What is required: Without skipping anything, write out each record below exactly.

Source data:
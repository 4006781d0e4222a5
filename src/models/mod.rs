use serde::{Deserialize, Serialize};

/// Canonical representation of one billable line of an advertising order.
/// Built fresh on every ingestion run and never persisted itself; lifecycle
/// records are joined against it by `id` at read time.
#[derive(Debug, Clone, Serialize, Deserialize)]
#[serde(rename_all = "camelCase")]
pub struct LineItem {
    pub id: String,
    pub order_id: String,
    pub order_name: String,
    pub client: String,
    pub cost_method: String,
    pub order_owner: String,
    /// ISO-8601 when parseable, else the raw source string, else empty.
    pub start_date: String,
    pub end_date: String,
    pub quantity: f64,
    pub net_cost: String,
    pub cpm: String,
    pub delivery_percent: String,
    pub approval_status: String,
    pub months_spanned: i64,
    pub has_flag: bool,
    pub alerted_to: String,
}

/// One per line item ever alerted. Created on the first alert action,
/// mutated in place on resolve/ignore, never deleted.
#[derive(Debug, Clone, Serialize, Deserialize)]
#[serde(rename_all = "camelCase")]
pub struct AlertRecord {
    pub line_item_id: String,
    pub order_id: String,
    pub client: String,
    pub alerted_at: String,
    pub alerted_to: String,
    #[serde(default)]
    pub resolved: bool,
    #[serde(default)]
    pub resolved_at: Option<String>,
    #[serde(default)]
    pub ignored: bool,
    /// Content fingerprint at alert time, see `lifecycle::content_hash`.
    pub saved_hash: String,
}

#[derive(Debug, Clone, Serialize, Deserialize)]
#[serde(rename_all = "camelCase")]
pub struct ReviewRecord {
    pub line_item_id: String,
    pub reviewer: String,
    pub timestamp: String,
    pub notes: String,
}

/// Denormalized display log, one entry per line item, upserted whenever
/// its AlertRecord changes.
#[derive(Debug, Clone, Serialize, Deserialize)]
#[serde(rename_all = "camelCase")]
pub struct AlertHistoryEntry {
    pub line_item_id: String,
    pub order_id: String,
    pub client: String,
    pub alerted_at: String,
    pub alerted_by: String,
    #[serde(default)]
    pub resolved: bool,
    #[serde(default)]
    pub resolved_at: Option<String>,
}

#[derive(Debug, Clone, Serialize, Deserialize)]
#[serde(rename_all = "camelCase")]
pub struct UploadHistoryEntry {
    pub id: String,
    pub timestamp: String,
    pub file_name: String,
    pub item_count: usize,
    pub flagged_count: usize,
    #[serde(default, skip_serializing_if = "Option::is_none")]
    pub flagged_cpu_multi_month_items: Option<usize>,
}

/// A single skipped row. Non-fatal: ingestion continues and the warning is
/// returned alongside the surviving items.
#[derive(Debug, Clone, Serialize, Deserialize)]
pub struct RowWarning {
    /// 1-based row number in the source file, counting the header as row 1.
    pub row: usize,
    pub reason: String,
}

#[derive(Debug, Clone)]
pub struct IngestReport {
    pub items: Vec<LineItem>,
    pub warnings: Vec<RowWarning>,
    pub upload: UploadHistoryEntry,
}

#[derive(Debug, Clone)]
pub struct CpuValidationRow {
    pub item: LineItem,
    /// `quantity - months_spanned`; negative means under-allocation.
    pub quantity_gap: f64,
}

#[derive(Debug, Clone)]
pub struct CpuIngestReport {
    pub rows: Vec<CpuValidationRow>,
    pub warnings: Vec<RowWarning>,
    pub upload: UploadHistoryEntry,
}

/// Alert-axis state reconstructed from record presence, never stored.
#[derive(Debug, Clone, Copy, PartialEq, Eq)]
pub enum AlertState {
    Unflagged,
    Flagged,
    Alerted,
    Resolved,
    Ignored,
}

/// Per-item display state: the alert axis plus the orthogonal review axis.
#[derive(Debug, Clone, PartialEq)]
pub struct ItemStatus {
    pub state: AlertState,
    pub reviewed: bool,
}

Response to this task:
repository 4006781d0e4222a5
filename src/models/mod.rs
use serde::{Deserialize, Serialize};

/// Canonical representation of one billable line of an advertising order.
/// Built fresh on every ingestion run and never persisted itself; lifecycle
/// records are joined against it by `id` at read time.
#[derive(Debug, Clone, Serialize, Deserialize)]
#[serde(rename_all = "camelCase")]
pub struct LineItem {
    pub id: String,
    pub order_id: String,
    pub order_name: String,
    pub client: String,
    pub cost_method: String,
    pub order_owner: String,
    /// ISO-8601 when parseable, else the raw source string, else empty.
    pub start_date: String,
    pub end_date: String,
    pub quantity: f64,
    pub net_cost: String,
    pub cpm: String,
    pub delivery_percent: String,
    pub approval_status: String,
    pub months_spanned: i64,
    pub has_flag: bool,
    pub alerted_to: String,
}

/// One per line item ever alerted. Created on the first alert action,
/// mutated in place on resolve/ignore, never deleted.
#[derive(Debug, Clone, Serialize, Deserialize)]
#[serde(rename_all = "camelCase")]
pub struct AlertRecord {
    pub line_item_id: String,
    pub order_id: String,
    pub client: String,
    pub alerted_at: String,
    pub alerted_to: String,
    #[serde(default)]
    pub resolved: bool,
    #[serde(default)]
    pub resolved_at: Option<String>,
    #[serde(default)]
    pub ignored: bool,
    /// Content fingerprint at alert time, see `lifecycle::content_hash`.
    pub saved_hash: String,
}

#[derive(Debug, Clone, Serialize, Deserialize)]
#[serde(rename_all = "camelCase")]
pub struct ReviewRecord {
    pub line_item_id: String,
    pub reviewer: String,
    pub timestamp: String,
    pub notes: String,
}

/// Denormalized display log, one entry per line item, upserted whenever
/// its AlertRecord changes.
#[derive(Debug, Clone, Serialize, Deserialize)]
#[serde(rename_all = "camelCase")]
pub struct AlertHistoryEntry {
    pub line_item_id: String,
    pub order_id: String,
    pub client: String,
    pub alerted_at: String,
    pub alerted_by: String,
    #[serde(default)]
    pub resolved: bool,
    #[serde(default)]
    pub resolved_at: Option<String>,
}

#[derive(Debug, Clone, Serialize, Deserialize)]
#[serde(rename_all = "camelCase")]
pub struct UploadHistoryEntry {
    pub id: String,
    pub timestamp: String,
    pub file_name: String,
    pub item_count: usize,
    pub flagged_count: usize,
    #[serde(default, skip_serializing_if = "Option::is_none")]
    pub flagged_cpu_multi_month_items: Option<usize>,
}

/// A single skipped row. Non-fatal: ingestion continues and the warning is
/// returned alongside the surviving items.
#[derive(Debug, Clone, Serialize, Deserialize)]
pub struct RowWarning {
    /// 1-based row number in the source file, counting the header as row 1.
    pub row: usize,
    pub reason: String,
}

#[derive(Debug, Clone)]
pub struct IngestReport {
    pub items: Vec<LineItem>,
    pub warnings: Vec<RowWarning>,
    pub upload: UploadHistoryEntry,
}

#[derive(Debug, Clone)]
pub struct CpuValidationRow {
    pub item: LineItem,
    /// `quantity - months_spanned`; negative means under-allocation.
    pub quantity_gap: f64,
}

#[derive(Debug, Clone)]
pub struct CpuIngestReport {
    pub rows: Vec<CpuValidationRow>,
    pub warnings: Vec<RowWarning>,
    pub upload: UploadHistoryEntry,
}

/// Alert-axis state reconstructed from record presence, never stored.
#[derive(Debug, Clone, Copy, PartialEq, Eq)]
pub enum AlertState {
    Unflagged,
    Flagged,
    Alerted,
    Resolved,
    Ignored,
}

/// Per-item display state: the alert axis plus the orthogonal review axis.
#[derive(Debug, Clone, PartialEq)]
pub struct ItemStatus {
    pub state: AlertState,
    pub reviewed: bool,
}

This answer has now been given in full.